Glitches, glitches everywhere
Last time I wrote about simple software bug that caused very scary-looking issue in my serial communication implementation. Before that I also covered problem with 15ns PLD and nRW/nRD stretching. There was another one I haven't even mentioned so far, but it scared the hell out of me: when I started up my latest DB6502 prototype board, the CPU wouldn't just work. Like at all. It was powered and all, but it was not doing anything. Pretty soon I realised that it was the RDY line that was permanently held down, and then I understood - latest revision of the board doesn't use the open collector variant of the RDY circuit, but the parallel RC network for faster operation. All it took was a simple update of the PLD code from this:
RDY.OE = !RDY;
RDY.OE = 'b'1;
And now, instead of open collector, I had nice "drive always" RDY output from PLD. After fixing all the simulation errors I got it to work nicely.
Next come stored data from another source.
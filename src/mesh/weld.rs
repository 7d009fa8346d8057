use tracing::debug;

use crate::error::{MeshError, Result};
use crate::io::SoupSource;
use crate::math::{Point3, MERGE_TOLERANCE_SQUARED};
use crate::spatial::KdTree;

use super::{IndexedMesh, Triangle};

/// Upper bound on storage reserved up front from a source's size hint.
const MAX_PREALLOCATED_TRIANGLES: usize = 1 << 22;

/// Parameters controlling vertex welding.
#[derive(Debug, Clone, Copy)]
pub struct WeldParams {
    /// Corners whose squared distance to an existing vertex is at most this
    /// value reuse that vertex.
    pub tolerance_squared: f64,
}

impl Default for WeldParams {
    fn default() -> Self {
        Self {
            tolerance_squared: MERGE_TOLERANCE_SQUARED,
        }
    }
}

/// Counters describing a weld run.
#[derive(Debug, Clone, Copy, Default, PartialEq, Eq)]
pub struct WeldStats {
    /// Triangles consumed.
    pub triangles: usize,
    /// Corners consumed (three per triangle, plus any pushed individually).
    pub corners: usize,
    /// Distinct vertices kept after merging.
    pub vertices: usize,
}

/// Turns triangle-soup corners into shared, indexed vertices.
///
/// Each corner is looked up in a k-d tree of the vertices accepted so far.
/// If the closest one lies within the tolerance its index is reused,
/// otherwise the corner becomes a new vertex. The first corner seen at a
/// location defines that vertex.
#[derive(Debug, Clone, Default)]
pub struct VertexWelder {
    params: WeldParams,
    tree: KdTree<3>,
    mesh: IndexedMesh,
    triangles: usize,
    corners: usize,
}

impl VertexWelder {
    /// Creates an empty welder.
    #[must_use]
    pub fn new(params: WeldParams) -> Self {
        Self {
            params,
            ..Self::default()
        }
    }

    /// Creates an empty welder sized for roughly `triangles` input triangles.
    #[must_use]
    pub fn with_capacity(params: WeldParams, triangles: usize) -> Self {
        // Closed meshes have about half as many vertices as triangles.
        let vertices = triangles / 2;
        Self {
            params,
            tree: KdTree::with_capacity(vertices),
            mesh: IndexedMesh::with_capacity(vertices, triangles),
            triangles: 0,
            corners: 0,
        }
    }

    /// Resolves a single corner to a vertex index, inserting it if no stored
    /// vertex is within tolerance.
    ///
    /// # Errors
    ///
    /// Returns [`MeshError::TooManyVertices`] if a new vertex would not fit
    /// in a `u32` index.
    pub fn push_corner(&mut self, corner: Point3) -> Result<u32> {
        self.corners += 1;

        if let Some(nearest) = self.tree.find_nearest(&corner) {
            if nearest.squared_distance <= self.params.tolerance_squared {
                return Ok(to_index(nearest.index)?);
            }
        }

        let index = to_index(self.tree.len())?;
        self.tree.insert(corner);
        self.mesh.vertices.push(corner);
        debug_assert_eq!(self.tree.len(), self.mesh.vertices.len());
        Ok(index)
    }

    /// Resolves all three corners of `triangle` and appends the face.
    ///
    /// The normal is ignored.
    ///
    /// # Errors
    ///
    /// Returns [`MeshError::TooManyVertices`] if the vertex count overflows
    /// `u32`. The face is not appended in that case.
    pub fn push_triangle(&mut self, triangle: &Triangle) -> Result<[u32; 3]> {
        let [a, b, c] = triangle.corners;
        let face = [
            self.push_corner(a)?,
            self.push_corner(b)?,
            self.push_corner(c)?,
        ];
        self.mesh.faces.push(face);
        self.triangles += 1;
        Ok(face)
    }

    /// Current counters.
    #[must_use]
    pub fn stats(&self) -> WeldStats {
        WeldStats {
            triangles: self.triangles,
            corners: self.corners,
            vertices: self.mesh.vertex_count(),
        }
    }

    /// The spatial index over the accepted vertices.
    #[must_use]
    pub fn tree(&self) -> &KdTree<3> {
        &self.tree
    }

    /// The mesh accumulated so far.
    #[must_use]
    pub fn mesh(&self) -> &IndexedMesh {
        &self.mesh
    }

    /// Consumes the welder and returns the accumulated mesh.
    #[must_use]
    pub fn finish(self) -> IndexedMesh {
        self.mesh
    }
}

fn to_index(index: usize) -> std::result::Result<u32, MeshError> {
    u32::try_from(index).map_err(|_| MeshError::TooManyVertices { count: index + 1 })
}

/// Welds an entire triangle soup into an indexed mesh.
pub struct WeldSoup {
    params: WeldParams,
}

impl WeldSoup {
    /// Creates a new `WeldSoup` operation.
    #[must_use]
    pub fn new(params: WeldParams) -> Self {
        Self { params }
    }

    /// Executes the weld over every triangle produced by `source`.
    ///
    /// # Errors
    ///
    /// Returns the first read error from `source`, or a [`MeshError`] if the
    /// mesh outgrows `u32` indices. Any partially built mesh is dropped.
    pub fn execute<S: SoupSource>(&self, source: S) -> Result<(IndexedMesh, WeldStats)> {
        let (lower, upper) = source.size_hint();
        let hint = upper.unwrap_or(lower).min(MAX_PREALLOCATED_TRIANGLES);
        let mut welder = VertexWelder::with_capacity(self.params, hint);

        for triangle in source {
            welder.push_triangle(&triangle?)?;
        }

        let stats = welder.stats();
        debug!(
            triangles = stats.triangles,
            vertices = stats.vertices,
            tree_height = welder.tree().height(),
            "weld finished"
        );
        Ok((welder.finish(), stats))
    }
}

#[cfg(test)]
#[allow(clippy::unwrap_used, clippy::float_cmp)]
mod tests {
    use super::*;
    use crate::error::{ReadError, Stl2ObjError};
    use crate::math::squared_distance;

    fn p(x: f64, y: f64, z: f64) -> Point3 {
        Point3::new(x, y, z)
    }

    fn weld(triangles: &[Triangle]) -> IndexedMesh {
        let (mesh, _) = WeldSoup::new(WeldParams::default())
            .execute(triangles.iter().copied().map(Ok::<Triangle, ReadError>))
            .unwrap();
        mesh
    }

    #[test]
    fn degenerate_triangle_collapses_to_one_vertex() {
        let origin = p(0.0, 0.0, 0.0);
        let mesh = weld(&[Triangle::new(origin, origin, origin)]);
        assert_eq!(mesh.vertices, vec![origin]);
        assert_eq!(mesh.faces, vec![[0, 0, 0]]);
    }

    #[test]
    fn shared_edge_reuses_vertices() {
        let mesh = weld(&[
            Triangle::new(p(0.0, 0.0, 0.0), p(1.0, 0.0, 0.0), p(0.0, 1.0, 0.0)),
            Triangle::new(p(1.0, 0.0, 0.0), p(0.0, 1.0, 0.0), p(1.0, 1.0, 0.0)),
        ]);
        assert_eq!(mesh.vertex_count(), 4);
        let flat: Vec<u32> = mesh.corner_indices().collect();
        assert_eq!(flat, vec![0, 1, 2, 1, 2, 3]);
    }

    #[test]
    fn corner_within_tolerance_merges() {
        let mut welder = VertexWelder::new(WeldParams::default());
        assert_eq!(welder.push_corner(p(0.0, 0.0, 0.0)).unwrap(), 0);
        assert_eq!(welder.push_corner(p(1e-5, 0.0, 0.0)).unwrap(), 0);
        assert_eq!(welder.mesh().vertex_count(), 1);
    }

    #[test]
    fn corner_beyond_tolerance_is_new() {
        let mut welder = VertexWelder::new(WeldParams::default());
        assert_eq!(welder.push_corner(p(0.0, 0.0, 0.0)).unwrap(), 0);
        assert_eq!(welder.push_corner(p(1e-3, 0.0, 0.0)).unwrap(), 1);
        assert_eq!(welder.mesh().vertex_count(), 2);
    }

    #[test]
    fn empty_soup_gives_empty_mesh() {
        let (mesh, stats) = WeldSoup::new(WeldParams::default())
            .execute(std::iter::empty::<std::result::Result<Triangle, ReadError>>())
            .unwrap();
        assert!(mesh.vertices.is_empty());
        assert!(mesh.faces.is_empty());
        assert_eq!(stats, WeldStats::default());
    }

    #[test]
    fn first_seen_corner_defines_vertex() {
        let mut welder = VertexWelder::new(WeldParams::default());
        welder.push_corner(p(1.0, 1.0, 1.0)).unwrap();
        welder.push_corner(p(1.0 + 5e-5, 1.0, 1.0)).unwrap();
        assert_eq!(welder.mesh().vertices, vec![p(1.0, 1.0, 1.0)]);
    }

    #[test]
    fn custom_tolerance_is_honoured() {
        let params = WeldParams {
            tolerance_squared: 0.01,
        };
        let mut welder = VertexWelder::new(params);
        welder.push_corner(p(0.0, 0.0, 0.0)).unwrap();
        assert_eq!(welder.push_corner(p(0.05, 0.0, 0.0)).unwrap(), 0);
        assert_eq!(welder.push_corner(p(0.2, 0.0, 0.0)).unwrap(), 1);
    }

    #[test]
    fn tree_and_mesh_stay_in_lockstep() {
        let mut welder = VertexWelder::new(WeldParams::default());
        let corners = [
            p(0.0, 0.0, 0.0),
            p(2.0, 0.0, 0.0),
            p(0.0, 0.0, 1e-6),
            p(0.0, 3.0, 0.0),
            p(2.0, 1e-7, 0.0),
            p(-1.0, -1.0, -1.0),
        ];
        for corner in corners {
            let index = welder.push_corner(corner).unwrap();
            assert!((index as usize) < welder.mesh().vertex_count());
            assert_eq!(welder.tree().len(), welder.mesh().vertex_count());
            for (i, v) in welder.mesh().vertices.iter().enumerate() {
                assert_eq!(welder.tree().point_at(i).unwrap(), v);
            }
        }
        assert_eq!(welder.mesh().vertex_count(), 4);
    }

    #[test]
    fn kept_vertices_are_pairwise_distinct() {
        let mut welder = VertexWelder::new(WeldParams::default());
        for i in 0..10 {
            for j in 0..10 {
                let x = f64::from(i) * 0.5;
                let y = f64::from(j) * 0.5;
                welder
                    .push_triangle(&Triangle::new(
                        p(x, y, 0.0),
                        p(x + 0.5, y, 0.0),
                        p(x, y + 0.5 + 1e-6, 0.0),
                    ))
                    .unwrap();
            }
        }
        let vertices = &welder.mesh().vertices;
        for (i, a) in vertices.iter().enumerate() {
            for b in &vertices[i + 1..] {
                assert!(squared_distance(a, b) > MERGE_TOLERANCE_SQUARED);
            }
        }
        assert_eq!(welder.stats().triangles, 100);
        assert_eq!(welder.stats().corners, 300);
    }

    #[test]
    fn distinct_points_in_any_order_keep_their_count() {
        let points: Vec<Point3> = (0..27)
            .map(|i| p(f64::from(i % 3), f64::from((i / 3) % 3), f64::from(i / 9)))
            .collect();

        let mut forward = VertexWelder::new(WeldParams::default());
        for q in &points {
            forward.push_corner(*q).unwrap();
        }
        let mut backward = VertexWelder::new(WeldParams::default());
        for q in points.iter().rev() {
            backward.push_corner(*q).unwrap();
        }

        assert_eq!(forward.mesh().vertex_count(), points.len());
        assert_eq!(backward.mesh().vertex_count(), points.len());
        for q in &points {
            let nearest = backward.tree().find_nearest(q).unwrap();
            assert_eq!(nearest.squared_distance, 0.0);
            assert_eq!(backward.tree().point_at(nearest.index).unwrap(), q);
        }
    }

    #[test]
    fn read_error_aborts_weld() {
        let origin = p(0.0, 0.0, 0.0);
        let source = vec![
            Ok(Triangle::new(origin, origin, origin)),
            Err(ReadError::Truncated {
                expected: 3,
                got: 1,
            }),
            Ok(Triangle::new(origin, origin, origin)),
        ];
        let err = WeldSoup::new(WeldParams::default())
            .execute(source.into_iter())
            .unwrap_err();
        assert!(matches!(
            err,
            Stl2ObjError::Read(ReadError::Truncated { expected: 3, got: 1 })
        ));
    }
}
Still, it's pretty frightening when you spend months on designing the board, pay for fabrication, spend couple of hours soldering and it just doesn't start at all.
Anyway, what I'm trying to say is that apparently my project is getting to the level of complexity where I have to be very, very careful with each step, because the number of moving parts is growing and making sense of it all can be difficult.
ROM flashing issue
Back to where I left off last time - I fixed simple OS/1 code issue and it should have worked. It didn't, because when I tried flashing ROM via the onboard AVR programmer it would just fail silently. Even worse - it failed, but claimed to have succeeded.
Now, I've been meaning to write about it for some time now, but haven't gotten around to it yet. See, there are two ways to write to the ROM memory: you can write a byte (or page of 64 consecutive of these at a time) and wait for 10ms, or you can perform write and just wait for the chip to finish. These chips have this nice feature where after performing write operation you can read any address and there will be two bits that you can use to determine if the previous write is complete. It makes the whole process much faster, because in most (if not all cases) you don't have to wait full 10ms.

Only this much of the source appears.